Reach every victim of trafficking, leave no one behind

"Reach every victim of trafficking, leave no one behind" - World Day Against Trafficking in Person, 2023 Theme

Child trafficking is a complex issue. Fueled by the demands of perpetrators, who pay to exploit children, it's only by learning what child trafficking is, and raising awareness about it, that we can work together to protect children and prevent this terrible crime from happening. At its core, child trafficking is a failure to protect the rights of the most vulnerable children in our society. 

There is a lot of information online about what child trafficking is and is not, but one of the biggest inhibitors for Australians, who are trying to learn and understand the complexities surrounding this crime in our own country, rests on the fact that we have our own definition of child trafficking that differs from most other countries. 

In Australia, it’s fair to say that most people see the topic of child trafficking as an “overseas problem”. We never see reports of it. It’s not vocabulary that’s used in reference to Australian children so if it’s not defined, talked about, or seen then that must mean… it doesn’t exist, right? 

Sadly, that’s just not the case. We believe that there are children in Australia facing circumstances where they are being sold, exploited or trafficked. Desperately in need of assistance, their situations remain largely invisible or misidentified, because of Australia's ‘unique’ definition and restrictive law impacting domestic child trafficking victims

According to the UN, ‘leaving people behind means’ failing to end the exploitation of trafficking victims, failing to support victim-survivors once they are free from their traffickers, and leaving identifiable groups vulnerable to traffickers. 

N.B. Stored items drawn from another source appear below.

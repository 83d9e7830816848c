use chainwatch_domain::model::{
    ConfirmationPolicy, IgnoreReason, MalformedEventError, NotificationKind, NotificationState,
    WebhookEvent,
};
use metrics::{counter, histogram};
use tracing::{debug, info, warn};

use crate::classifier::classify;
use crate::dispatcher::{DispatchOutcome, DispatchReport, NotificationDispatcher};
use crate::extractor::extract_addresses;

/// Terminal result of handling one webhook delivery.
#[derive(Debug, Clone, PartialEq, Eq)]
pub enum ProcessOutcome {
    Ignored(IgnoreReason),
    Malformed(MalformedEventError),
    NoSubscribers,
    Dispatched {
        kind: NotificationKind,
        report: DispatchReport,
    },
}

impl ProcessOutcome {
    fn label(&self) -> &'static str {
        match self {
            Self::Ignored(IgnoreReason::EmptyPing) => "empty_ping",
            Self::Ignored(IgnoreReason::Unconfirmed) => "unconfirmed",
            Self::Ignored(IgnoreReason::DuplicateRetry) => "duplicate_retry",
            Self::Malformed(_) => "malformed",
            Self::NoSubscribers => "no_subscribers",
            Self::Dispatched { .. } => "dispatched",
        }
    }
}

/// Classification → extraction → dispatch for webhook payloads.
pub struct EventPipeline {
    policy: ConfirmationPolicy,
    dispatcher: NotificationDispatcher,
}

impl EventPipeline {
    pub fn new(policy: ConfirmationPolicy, dispatcher: NotificationDispatcher) -> Self {
        Self { policy, dispatcher }
    }

    /// Handles a raw request body. Never fails: every error becomes a logged
    /// outcome.
    pub async fn process(&self, body: &[u8]) -> ProcessOutcome {
        let outcome = match WebhookEvent::from_slice(body) {
            Ok(event) => self.handle(&event).await,
            Err(err) => ProcessOutcome::Malformed(err),
        };
        record(&outcome);
        outcome
    }

    pub async fn process_event(&self, event: &WebhookEvent) -> ProcessOutcome {
        let outcome = self.handle(event).await;
        record(&outcome);
        outcome
    }

    async fn handle(&self, event: &WebhookEvent) -> ProcessOutcome {
        // 1. Drop connectivity pings and states the policy does not notify on.
        let kind = match classify(event, self.policy) {
            NotificationState::Notifiable(kind) => kind,
            NotificationState::Ignored(reason) => {
                info!(
                    reason = reason.as_ref(),
                    confirmed = event.confirmed,
                    retries = event.retries,
                    tag = %event.tag,
                    stream_id = event.stream_id.as_deref().unwrap_or_default(),
                    chain_id = event.chain_id.as_deref().unwrap_or_default(),
                    "ignored webhook event"
                );
                return ProcessOutcome::Ignored(reason);
            }
        };

        // 2. Attribute the event to watched addresses.
        let addresses = extract_addresses(event);
        debug!(
            count = addresses.len(),
            kind = kind.as_ref(),
            stream_id = event.stream_id.as_deref().unwrap_or_default(),
            chain_id = event.chain_id.as_deref().unwrap_or_default(),
            "extracted trigger addresses"
        );

        // 3. Resolve subscribers and deliver.
        match self.dispatcher.dispatch(event, kind, &addresses).await {
            Ok(DispatchOutcome::NoRecipients) => {
                info!(tag = %event.tag, "no interested subscriber for event");
                ProcessOutcome::NoSubscribers
            }
            Ok(DispatchOutcome::Completed(report)) => {
                histogram!("webhook_event_recipients").record(report.attempted.len() as f64);
                ProcessOutcome::Dispatched { kind, report }
            }
            Err(err) => ProcessOutcome::Malformed(err),
        }
    }
}

fn record(outcome: &ProcessOutcome) {
    counter!("webhook_events_total", "outcome" => outcome.label()).increment(1);
    if let ProcessOutcome::Malformed(err) = outcome {
        warn!(error = %err, "skipping malformed webhook event");
    }
}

In order for Australia to ‘leave no one behind’ we must make it a priority to firstly admit and identify that we (like every other country in the world) have a problem with child trafficking. This can not be ignored! It will be impossible to reach every victim of (child) trafficking if we keep saying, “there are none”. 

ZOE Australia CEO recently stated, “The ZOE team in Australia has spent the last 18 months specifically focused on the issue of child trafficking within Australia. Our team has read research papers and reports, met with a range of experts and stakeholders, been a part of forums and held many meetings. We have heard from experts, social workers, NGOs, case workers and many people who are supporting vulnerable children through kinship, foster care, residential care and other out of home care models. Meeting after meeting we hear anecdotal stories of children being used by another adult, a ‘third party’ to commercially sexually exploit them. The child is often given something in return, accommodation, drugs, vapes or money. Our own research tells of real life stories from court documents, where children have been commercially exploited. There is no question that if these cases were in the USA or Thailand, they would be classed as child trafficking."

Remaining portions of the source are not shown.